Immobilien-AGs halten hierzulande insgesamt ein Immobilienvermögen von 67,6 Milliarden Euro. Davon entfallen 57,9 Milliarden Euro auf deutsche Gesellschaften. Gemessen am Maßstab des deutschen Immobilienvermögens sind die börsennotierten Immobiliengesellschaften die größte Immobilienanlageklasse am hiesigen Markt. Zum Vergleich: Das geschätzte Immobilienvermögen der offenen Publikumsfonds in der Bundesrepublik beläuft sich nach Angaben der Studienmacher auf rund 25,7 Milliarden Euro, das der geschlossenen Publikumsfonds auf rund 43,1 Milliarden Euro. 
„Immobilienaktiengesellschaften spielen eine wesentlich größere Rolle am deutschen Immobilienmarkt, als bisher angenommen“, erklärt Studienmacher Peter Barkow und Geschäftsführer von Barkow Consulting. „Das liegt daran, dass aggregierte Portfoliodaten über das deutsche Immobilienvermögen von Immobilien-AGs bislang nicht vorlagen.“ Diese Lücke habe man mit der Studie nun geschlossen, so Barkow, der vor seiner Karriere als Consultant acht Jahre bei HSBC als Direktor und Head of German Financial & Real Estate fungierte. Ziel der Studie ist es, den börsennotierten Immobiliensektor transparenter dazustellen und die Bedeutung anhand eines Vergleichs mit anderen am deutschen Immobilienmarkt agierenden indirekten Immobilienvehikeln deutlich zu machen. 

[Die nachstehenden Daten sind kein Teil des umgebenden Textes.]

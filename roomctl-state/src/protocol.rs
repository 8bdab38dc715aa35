//! Messages on the realtime channel
//!
//! ```json
//! {"type":"INITIAL_STATE","devices":[...]}
//! {"type":"DEVICE_UPDATE","device":{...}}
//! {"type":"DEVICES_UPDATE","devices":[...]}
//! ```
//!
//! A deleted device travels as `{"_id": "...", "_deleted": true}` in place of
//! a full record. Only the `_deleted` flag marks a deletion, whatever other
//! fields come with it. Unrecognized message types parse as
//! [`RealtimeMessage::Unknown`] so receivers can ignore them.

use serde::de::Error as _;
use serde::{Deserialize, Deserializer, Serialize};

use crate::events::StateEvent;
use crate::model::{DeviceId, DeviceView};

#[derive(Debug, Clone, PartialEq, Serialize, Deserialize)]
#[serde(tag = "type")]
pub enum RealtimeMessage {
    /// Full snapshot, sent on every (re)connect
    #[serde(rename = "INITIAL_STATE")]
    InitialState { devices: Vec<DeviceView> },

    #[serde(rename = "DEVICE_UPDATE")]
    DeviceUpdate { device: DeviceUpdate },

    #[serde(rename = "DEVICES_UPDATE")]
    DevicesUpdate { devices: Vec<DeviceUpdate> },

    #[serde(other)]
    Unknown,
}

/// One changed or deleted device.
#[derive(Debug, Clone, PartialEq, Serialize)]
#[serde(untagged)]
pub enum DeviceUpdate {
    Deleted(DeletedDevice),
    Changed(DeviceView),
}

/// A bare `{_id, _deleted}` record. Receivers remove the device only when
/// `deleted` is set.
#[derive(Debug, Clone, PartialEq, Eq, Serialize, Deserialize)]
pub struct DeletedDevice {
    #[serde(rename = "_id")]
    pub id: DeviceId,
    #[serde(rename = "_deleted")]
    pub deleted: bool,
}

impl<'de> Deserialize<'de> for DeviceUpdate {
    fn deserialize<D: Deserializer<'de>>(deserializer: D) -> Result<Self, D::Error> {
        let value = serde_json::Value::deserialize(deserializer)?;
        let deleted = value
            .get("_deleted")
            .and_then(serde_json::Value::as_bool)
            .unwrap_or(false);

        if deleted {
            return DeletedDevice::deserialize(value)
                .map(DeviceUpdate::Deleted)
                .map_err(D::Error::custom);
        }
        match DeviceView::deserialize(&value) {
            Ok(view) => Ok(DeviceUpdate::Changed(view)),
            // `{_id, _deleted: false}` with no record behind it
            Err(e) => DeletedDevice::deserialize(value)
                .map(DeviceUpdate::Deleted)
                .map_err(|_| D::Error::custom(e)),
        }
    }
}

impl DeviceUpdate {
    pub fn deleted(id: DeviceId) -> Self {
        DeviceUpdate::Deleted(DeletedDevice { id, deleted: true })
    }

    pub fn id(&self) -> &DeviceId {
        match self {
            DeviceUpdate::Deleted(d) => &d.id,
            DeviceUpdate::Changed(v) => &v.id,
        }
    }
}

impl RealtimeMessage {
    /// The message observers should receive for `event`, if any.
    ///
    /// Address drift is announced through the refresh's batch update, so
    /// it has no message of its own.
    pub fn from_event(event: &StateEvent) -> Option<Self> {
        match event {
            StateEvent::DeviceChanged(view) => Some(RealtimeMessage::DeviceUpdate {
                device: DeviceUpdate::Changed(view.clone()),
            }),
            StateEvent::DevicesChanged(views) => Some(RealtimeMessage::DevicesUpdate {
                devices: views.iter().cloned().map(DeviceUpdate::Changed).collect(),
            }),
            StateEvent::DeviceDeleted(id) => Some(RealtimeMessage::DeviceUpdate {
                device: DeviceUpdate::deleted(id.clone()),
            }),
            StateEvent::AddressDrift { .. } => None,
        }
    }

    pub fn to_json(&self) -> serde_json::Result<String> {
        serde_json::to_string(self)
    }

    pub fn parse(text: &str) -> serde_json::Result<Self> {
        serde_json::from_str(text)
    }
}

#[cfg(test)]
mod tests {
    use super::*;
    use crate::model::{Category, DeviceState};
    use serde_json::json;
    use std::net::Ipv4Addr;

    fn view() -> DeviceView {
        DeviceView {
            id: DeviceId::new("d1"),
            device_name: "Lobby".into(),
            ip: Ipv4Addr::new(10, 0, 0, 20),
            mac: "00:1a:2b:3c:4d:5e".parse().unwrap(),
            username: String::new(),
            category: Category::Display,
            state: Some(DeviceState::On),
        }
    }

    #[test]
    fn test_initial_state_shape() {
        let msg = RealtimeMessage::InitialState {
            devices: vec![view()],
        };
        let value: serde_json::Value = serde_json::from_str(&msg.to_json().unwrap()).unwrap();
        assert_eq!(value["type"], "INITIAL_STATE");
        assert_eq!(value["devices"][0]["_id"], "d1");
        assert_eq!(value["devices"][0]["state"], "ON");
    }

    #[test]
    fn test_deleted_update_shape() {
        let msg = RealtimeMessage::from_event(&StateEvent::DeviceDeleted(DeviceId::new("X")))
            .unwrap();
        let value = serde_json::to_value(&msg).unwrap();
        assert_eq!(
            value,
            json!({"type": "DEVICE_UPDATE", "device": {"_id": "X", "_deleted": true}})
        );
    }

    #[test]
    fn test_parse_distinguishes_deleted_from_changed() {
        let deleted = RealtimeMessage::parse(
            r#"{"type":"DEVICE_UPDATE","device":{"_id":"X","_deleted":true}}"#,
        )
        .unwrap();
        assert!(matches!(
            deleted,
            RealtimeMessage::DeviceUpdate { device: DeviceUpdate::Deleted(ref d) } if d.id.as_str() == "X"
        ));

        let changed = RealtimeMessage::parse(
            r#"{"type":"DEVICES_UPDATE","devices":[{"_id":"d1","device_name":"Lobby","ip":"10.0.0.20","mac":"00:1a:2b:3c:4d:5e","category":"1","state":"OFF"}]}"#,
        )
        .unwrap();
        match changed {
            RealtimeMessage::DevicesUpdate { devices } => {
                assert_eq!(devices.len(), 1);
                assert!(matches!(&devices[0], DeviceUpdate::Changed(v) if v.state == Some(DeviceState::Off)));
            }
            other => panic!("unexpected message: {other:?}"),
        }
    }

    #[test]
    fn test_deleted_flag_wins_over_full_record() {
        let msg = RealtimeMessage::parse(
            r#"{"type":"DEVICE_UPDATE","device":{"_id":"X","device_name":"Lobby","ip":"10.0.0.20","mac":"00:1a:2b:3c:4d:5e","category":"1","_deleted":true}}"#,
        )
        .unwrap();
        assert!(matches!(
            msg,
            RealtimeMessage::DeviceUpdate { device: DeviceUpdate::Deleted(ref d) } if d.deleted && d.id.as_str() == "X"
        ));
    }

    #[test]
    fn test_cleared_deleted_flag_is_not_a_deletion() {
        let full = RealtimeMessage::parse(
            r#"{"type":"DEVICE_UPDATE","device":{"_id":"X","device_name":"Lobby","ip":"10.0.0.20","mac":"00:1a:2b:3c:4d:5e","category":"1","_deleted":false}}"#,
        )
        .unwrap();
        assert!(matches!(
            full,
            RealtimeMessage::DeviceUpdate { device: DeviceUpdate::Changed(_) }
        ));

        let bare = RealtimeMessage::parse(
            r#"{"type":"DEVICE_UPDATE","device":{"_id":"X","_deleted":false}}"#,
        )
        .unwrap();
        assert!(matches!(
            bare,
            RealtimeMessage::DeviceUpdate { device: DeviceUpdate::Deleted(ref d) } if !d.deleted
        ));
    }

    #[test]
    fn test_record_without_id_is_rejected() {
        assert!(RealtimeMessage::parse(r#"{"type":"DEVICE_UPDATE","device":{"_deleted":true}}"#).is_err());
    }

    #[test]
    fn test_unknown_type_is_tolerated() {
        let msg = RealtimeMessage::parse(r#"{"type":"PING","at":12}"#).unwrap();
        assert_eq!(msg, RealtimeMessage::Unknown);
    }

    #[test]
    fn test_drift_has_no_message() {
        let drift = StateEvent::AddressDrift {
            id: DeviceId::new("d1"),
            old: Ipv4Addr::new(10, 0, 0, 1),
            new: Ipv4Addr::new(10, 0, 0, 2),
        };
        assert!(RealtimeMessage::from_event(&drift).is_none());
    }
}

Spielraum durch mehr Eigenkapital
Gemessen an seiner Marktkapitalisierung – Grundlage ist der vom Bankhaus Ellwanger & Geiger berechnete Immobilienaktienindex Dimax mit 71 Unternehmen – ist der börsennotierte Immobiliensektor gegenüber 2008 um 213 Prozent auf 22,9 Milliarden Euro gewachsen. Daneben sorgten zusätzliche Eigenkapitalplatzierungen durch Kapitalerhöhungen und Neuemissionen für zusätzliches Wachstum im Sektor. So wurde seit Anfang 2009 Eigenkapital in Höhe von 7,7 Milliarden Euro über die Börse platziert. Mittlerweile weisen sechs deutsche Immobilien-AGs einen Streubesitz von jeweils mehr als einer Milliarde Euro auf, so die Studienmacher. 
Die Parallelen zum Wohnimmobilienboom sind unverkennbar. Laut der ZIA-Studie ist das Sektorwachstum der Immobilien-AGs seit 2009 hauptsächlich vom Wohnsektor getrieben worden, dem 76 Prozent des platzierten Eigenkapitals zuzurechnen sind. Im laufenden Jahr stamme bislang sogar das gesamte platzierte Eigenkapital aus dem Wohnsektor. 
Obwohl sich der Börsenwert des Immobiliensektors seit 2008 mehr als verdreifacht hat, wird dem Markt durch die ZIA-Studie und im Hinblick auf große ausländische Immobilien-AGs noch erhebliches Wachstumspotenzial attestiert. Als Beleg dafür verweisen die Studienmacher auf die kombinierte Streubesitzkapitalisierung der analysierten 15 deutschen Unternehmen. Diese betrage „lediglich 60 Prozent des Streubesitzes des französisch/niederländischen Reits Unibail-Rodamco oder 30 Prozent des Streubesitzes des US-Reits Simon Property Group“, so die überaus optimistische Einschätzung der Branchenvertreter. Inwieweit sich das Wachstumspotenzial materialisiert, bleibt – gerade im Hinblick auf die Einschätzung der Bundesbank – abzuwarten.